*** Opening Records for the exercise ***

//! In-memory stores, used when no database is configured and in tests.

use async_trait::async_trait;
use chrono::{DateTime, Utc};
use fleetci_core::cron::{CronJobConfig, CronStore};
use fleetci_core::credential::{Credential, CredentialStore};
use fleetci_core::settings::SettingsStore;
use fleetci_core::{Error, Result};
use std::collections::HashMap;
use tokio::sync::RwLock;

#[derive(Debug, Default)]
pub struct MemoryCronStore {
    configs: RwLock<HashMap<String, CronJobConfig>>,
}

impl MemoryCronStore {
    pub fn new() -> Self {
        Self::default()
    }

    /// Every stored configuration, enabled or not.
    pub async fn all(&self) -> Vec<CronJobConfig> {
        self.configs.read().await.values().cloned().collect()
    }
}

#[async_trait]
impl CronStore for MemoryCronStore {
    async fn upsert(&self, config: &CronJobConfig) -> Result<()> {
        let mut configs = self.configs.write().await;
        let mut stored = config.clone();
        if let Some(existing) = configs.get(&config.job_id) {
            stored.last_run = existing.last_run;
            stored.created_at = existing.created_at;
        }
        stored.updated_at = Utc::now();
        configs.insert(stored.job_id.clone(), stored);
        Ok(())
    }

    async fn get(&self, job_id: &str) -> Result<Option<CronJobConfig>> {
        Ok(self.configs.read().await.get(job_id).cloned())
    }

    async fn list_enabled(&self) -> Result<Vec<CronJobConfig>> {
        let mut enabled: Vec<CronJobConfig> = self
            .configs
            .read()
            .await
            .values()
            .filter(|c| c.enabled)
            .cloned()
            .collect();
        enabled.sort_by(|a, b| a.created_at.cmp(&b.created_at));
        Ok(enabled)
    }

    async fn update_last_run(&self, job_id: &str, at: DateTime<Utc>) -> Result<()> {
        let mut configs = self.configs.write().await;
        let config = configs
            .get_mut(job_id)
            .ok_or_else(|| Error::NotFound(format!("cron job {}", job_id)))?;
        config.last_run = Some(at);
        config.updated_at = Utc::now();
        Ok(())
    }

    async fn set_enabled(&self, job_id: &str, enabled: bool) -> Result<()> {
        let mut configs = self.configs.write().await;
        let config = configs
            .get_mut(job_id)
            .ok_or_else(|| Error::NotFound(format!("cron job {}", job_id)))?;
        config.enabled = enabled;
        config.updated_at = Utc::now();
        Ok(())
    }

    async fn delete(&self, job_id: &str) -> Result<()> {
        self.configs.write().await.remove(job_id);
        Ok(())
    }
}

#[derive(Debug, Default)]
pub struct MemoryCredentialStore {
    credentials: RwLock<HashMap<String, Credential>>,
}

impl MemoryCredentialStore {
    pub fn new() -> Self {
        Self::default()
    }

    pub async fn insert(&self, credential: Credential) {
        self.credentials
            .write()
            .await
            .insert(credential.id.clone(), credential);
    }
}

#[async_trait]
impl CredentialStore for MemoryCredentialStore {
    async fn get_credential_by_id(&self, id: &str) -> Result<Option<Credential>> {
        Ok(self.credentials.read().await.get(id).cloned())
    }

    async fn update_credential_last_used(&self, id: &str) -> Result<()> {
        let mut credentials = self.credentials.write().await;
        let credential = credentials
            .get_mut(id)
            .ok_or_else(|| Error::NotFound(format!("credential {}", id)))?;
        credential.last_used_at = Some(Utc::now());
        Ok(())
    }
}

#[derive(Debug, Default)]
pub struct MemorySettingsStore {
    values: RwLock<HashMap<String, String>>,
}

impl MemorySettingsStore {
    pub fn new() -> Self {
        Self::default()
    }
}

#[async_trait]
impl SettingsStore for MemorySettingsStore {
    async fn get_setting(&self, key: &str) -> Result<Option<String>> {
        Ok(self.values.read().await.get(key).cloned())
    }

    async fn set_setting(&self, key: &str, value: &str) -> Result<()> {
        self.values
            .write()
            .await
            .insert(key.to_string(), value.to_string());
        Ok(())
    }
}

*** Closing Records for the exercise ***

## Aim of the task
Output each line of the entries exactly, so that nothing is lost.

## Result for this task
//! In-memory stores, used when no database is configured and in tests.

use async_trait::async_trait;
use chrono::{DateTime, Utc};
use fleetci_core::cron::{CronJobConfig, CronStore};
use fleetci_core::credential::{Credential, CredentialStore};
use fleetci_core::settings::SettingsStore;
use fleetci_core::{Error, Result};
use std::collections::HashMap;
use tokio::sync::RwLock;

#[derive(Debug, Default)]
pub struct MemoryCronStore {
    configs: RwLock<HashMap<String, CronJobConfig>>,
}

impl MemoryCronStore {
    pub fn new() -> Self {
        Self::default()
    }

    /// Every stored configuration, enabled or not.
    pub async fn all(&self) -> Vec<CronJobConfig> {
        self.configs.read().await.values().cloned().collect()
    }
}

#[async_trait]
impl CronStore for MemoryCronStore {
    async fn upsert(&self, config: &CronJobConfig) -> Result<()> {
        let mut configs = self.configs.write().await;
        let mut stored = config.clone();
        if let Some(existing) = configs.get(&config.job_id) {
            stored.last_run = existing.last_run;
            stored.created_at = existing.created_at;
        }
        stored.updated_at = Utc::now();
        configs.insert(stored.job_id.clone(), stored);
        Ok(())
    }

    async fn get(&self, job_id: &str) -> Result<Option<CronJobConfig>> {
        Ok(self.configs.read().await.get(job_id).cloned())
    }

    async fn list_enabled(&self) -> Result<Vec<CronJobConfig>> {
        let mut enabled: Vec<CronJobConfig> = self
            .configs
            .read()
            .await
            .values()
            .filter(|c| c.enabled)
            .cloned()
            .collect();
        enabled.sort_by(|a, b| a.created_at.cmp(&b.created_at));
        Ok(enabled)
    }

    async fn update_last_run(&self, job_id: &str, at: DateTime<Utc>) -> Result<()> {
        let mut configs = self.configs.write().await;
        let config = configs
            .get_mut(job_id)
            .ok_or_else(|| Error::NotFound(format!("cron job {}", job_id)))?;
        config.last_run = Some(at);
        config.updated_at = Utc::now();
        Ok(())
    }

    async fn set_enabled(&self, job_id: &str, enabled: bool) -> Result<()> {
        let mut configs = self.configs.write().await;
        let config = configs
            .get_mut(job_id)
            .ok_or_else(|| Error::NotFound(format!("cron job {}", job_id)))?;
        config.enabled = enabled;
        config.updated_at = Utc::now();
        Ok(())
    }

    async fn delete(&self, job_id: &str) -> Result<()> {
        self.configs.write().await.remove(job_id);
        Ok(())
    }
}

#[derive(Debug, Default)]
pub struct MemoryCredentialStore {
    credentials: RwLock<HashMap<String, Credential>>,
}

impl MemoryCredentialStore {
    pub fn new() -> Self {
        Self::default()
    }

    pub async fn insert(&self, credential: Credential) {
        self.credentials
            .write()
            .await
            .insert(credential.id.clone(), credential);
    }
}

#[async_trait]
impl CredentialStore for MemoryCredentialStore {
    async fn get_credential_by_id(&self, id: &str) -> Result<Option<Credential>> {
        Ok(self.credentials.read().await.get(id).cloned())
    }

    async fn update_credential_last_used(&self, id: &str) -> Result<()> {
        let mut credentials = self.credentials.write().await;
        let credential = credentials
            .get_mut(id)
            .ok_or_else(|| Error::NotFound(format!("credential {}", id)))?;
        credential.last_used_at = Some(Utc::now());
        Ok(())
    }
}

#[derive(Debug, Default)]
pub struct MemorySettingsStore {
    values: RwLock<HashMap<String, String>>,
}

impl MemorySettingsStore {
    pub fn new() -> Self {
        Self::default()
    }
}

#[async_trait]
impl SettingsStore for MemorySettingsStore {
    async fn get_setting(&self, key: &str) -> Result<Option<String>> {
        Ok(self.values.read().await.get(key).cloned())
    }

    async fn set_setting(&self, key: &str, value: &str) -> Result<()> {
        self.values
            .write()
            .await
            .insert(key.to_string(), value.to_string());
        Ok(())
    }
}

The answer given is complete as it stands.